◆ Activity ◆
Restate the whole of the data verbatim, omitting nothing.

◆ Record extracts ◆
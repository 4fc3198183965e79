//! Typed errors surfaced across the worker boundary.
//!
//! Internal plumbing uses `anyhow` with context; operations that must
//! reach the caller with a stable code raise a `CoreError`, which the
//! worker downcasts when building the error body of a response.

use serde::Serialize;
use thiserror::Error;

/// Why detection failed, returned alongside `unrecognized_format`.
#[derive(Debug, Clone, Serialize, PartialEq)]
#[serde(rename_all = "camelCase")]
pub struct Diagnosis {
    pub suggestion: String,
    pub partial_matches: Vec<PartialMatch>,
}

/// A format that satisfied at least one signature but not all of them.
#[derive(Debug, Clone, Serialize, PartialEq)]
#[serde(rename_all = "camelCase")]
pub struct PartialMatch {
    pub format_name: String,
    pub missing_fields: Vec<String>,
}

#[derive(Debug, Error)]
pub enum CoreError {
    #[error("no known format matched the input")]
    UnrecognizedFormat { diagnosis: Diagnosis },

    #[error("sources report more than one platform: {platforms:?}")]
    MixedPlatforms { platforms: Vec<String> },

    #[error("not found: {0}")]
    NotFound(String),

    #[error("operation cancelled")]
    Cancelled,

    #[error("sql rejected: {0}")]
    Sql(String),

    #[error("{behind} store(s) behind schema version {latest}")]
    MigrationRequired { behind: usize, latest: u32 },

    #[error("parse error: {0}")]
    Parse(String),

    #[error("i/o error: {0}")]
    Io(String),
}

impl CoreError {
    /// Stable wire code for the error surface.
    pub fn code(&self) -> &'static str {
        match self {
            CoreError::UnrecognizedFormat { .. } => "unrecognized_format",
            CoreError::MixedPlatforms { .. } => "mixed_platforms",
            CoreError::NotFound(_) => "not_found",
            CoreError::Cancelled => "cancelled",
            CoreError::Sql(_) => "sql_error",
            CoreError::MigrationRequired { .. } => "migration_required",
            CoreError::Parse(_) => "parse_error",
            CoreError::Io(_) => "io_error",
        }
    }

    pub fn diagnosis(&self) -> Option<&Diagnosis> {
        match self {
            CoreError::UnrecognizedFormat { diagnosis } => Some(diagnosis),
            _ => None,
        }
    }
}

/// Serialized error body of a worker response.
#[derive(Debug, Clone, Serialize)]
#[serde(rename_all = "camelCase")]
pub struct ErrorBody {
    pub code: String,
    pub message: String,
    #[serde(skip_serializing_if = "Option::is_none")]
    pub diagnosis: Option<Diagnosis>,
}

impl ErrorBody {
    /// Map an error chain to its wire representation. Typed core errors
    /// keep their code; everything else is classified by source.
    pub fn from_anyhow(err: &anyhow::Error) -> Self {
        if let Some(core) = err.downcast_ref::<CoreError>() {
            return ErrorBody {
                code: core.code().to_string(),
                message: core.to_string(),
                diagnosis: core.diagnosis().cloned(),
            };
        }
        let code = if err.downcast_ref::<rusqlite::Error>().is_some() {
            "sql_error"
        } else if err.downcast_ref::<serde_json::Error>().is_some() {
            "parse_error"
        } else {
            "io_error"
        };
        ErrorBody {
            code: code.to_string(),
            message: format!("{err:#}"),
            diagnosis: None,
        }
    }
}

◆ Completed task ◆
repository 4fc3198183965e79
//! Typed errors surfaced across the worker boundary.
//!
//! Internal plumbing uses `anyhow` with context; operations that must
//! reach the caller with a stable code raise a `CoreError`, which the
//! worker downcasts when building the error body of a response.

use serde::Serialize;
use thiserror::Error;

/// Why detection failed, returned alongside `unrecognized_format`.
#[derive(Debug, Clone, Serialize, PartialEq)]
#[serde(rename_all = "camelCase")]
pub struct Diagnosis {
    pub suggestion: String,
    pub partial_matches: Vec<PartialMatch>,
}

/// A format that satisfied at least one signature but not all of them.
#[derive(Debug, Clone, Serialize, PartialEq)]
#[serde(rename_all = "camelCase")]
pub struct PartialMatch {
    pub format_name: String,
    pub missing_fields: Vec<String>,
}

#[derive(Debug, Error)]
pub enum CoreError {
    #[error("no known format matched the input")]
    UnrecognizedFormat { diagnosis: Diagnosis },

    #[error("sources report more than one platform: {platforms:?}")]
    MixedPlatforms { platforms: Vec<String> },

    #[error("not found: {0}")]
    NotFound(String),

    #[error("operation cancelled")]
    Cancelled,

    #[error("sql rejected: {0}")]
    Sql(String),

    #[error("{behind} store(s) behind schema version {latest}")]
    MigrationRequired { behind: usize, latest: u32 },

    #[error("parse error: {0}")]
    Parse(String),

    #[error("i/o error: {0}")]
    Io(String),
}

impl CoreError {
    /// Stable wire code for the error surface.
    pub fn code(&self) -> &'static str {
        match self {
            CoreError::UnrecognizedFormat { .. } => "unrecognized_format",
            CoreError::MixedPlatforms { .. } => "mixed_platforms",
            CoreError::NotFound(_) => "not_found",
            CoreError::Cancelled => "cancelled",
            CoreError::Sql(_) => "sql_error",
            CoreError::MigrationRequired { .. } => "migration_required",
            CoreError::Parse(_) => "parse_error",
            CoreError::Io(_) => "io_error",
        }
    }

    pub fn diagnosis(&self) -> Option<&Diagnosis> {
        match self {
            CoreError::UnrecognizedFormat { diagnosis } => Some(diagnosis),
            _ => None,
        }
    }
}

/// Serialized error body of a worker response.
#[derive(Debug, Clone, Serialize)]
#[serde(rename_all = "camelCase")]
pub struct ErrorBody {
    pub code: String,
    pub message: String,
    #[serde(skip_serializing_if = "Option::is_none")]
    pub diagnosis: Option<Diagnosis>,
}

impl ErrorBody {
    /// Map an error chain to its wire representation. Typed core errors
    /// keep their code; everything else is classified by source.
    pub fn from_anyhow(err: &anyhow::Error) -> Self {
        if let Some(core) = err.downcast_ref::<CoreError>() {
            return ErrorBody {
                code: core.code().to_string(),
                message: core.to_string(),
                diagnosis: core.diagnosis().cloned(),
            };
        }
        let code = if err.downcast_ref::<rusqlite::Error>().is_some() {
            "sql_error"
        } else if err.downcast_ref::<serde_json::Error>().is_some() {
            "parse_error"
        } else {
            "io_error"
        };
        ErrorBody {
            code: code.to_string(),
            message: format!("{err:#}"),
            diagnosis: None,
        }
    }
}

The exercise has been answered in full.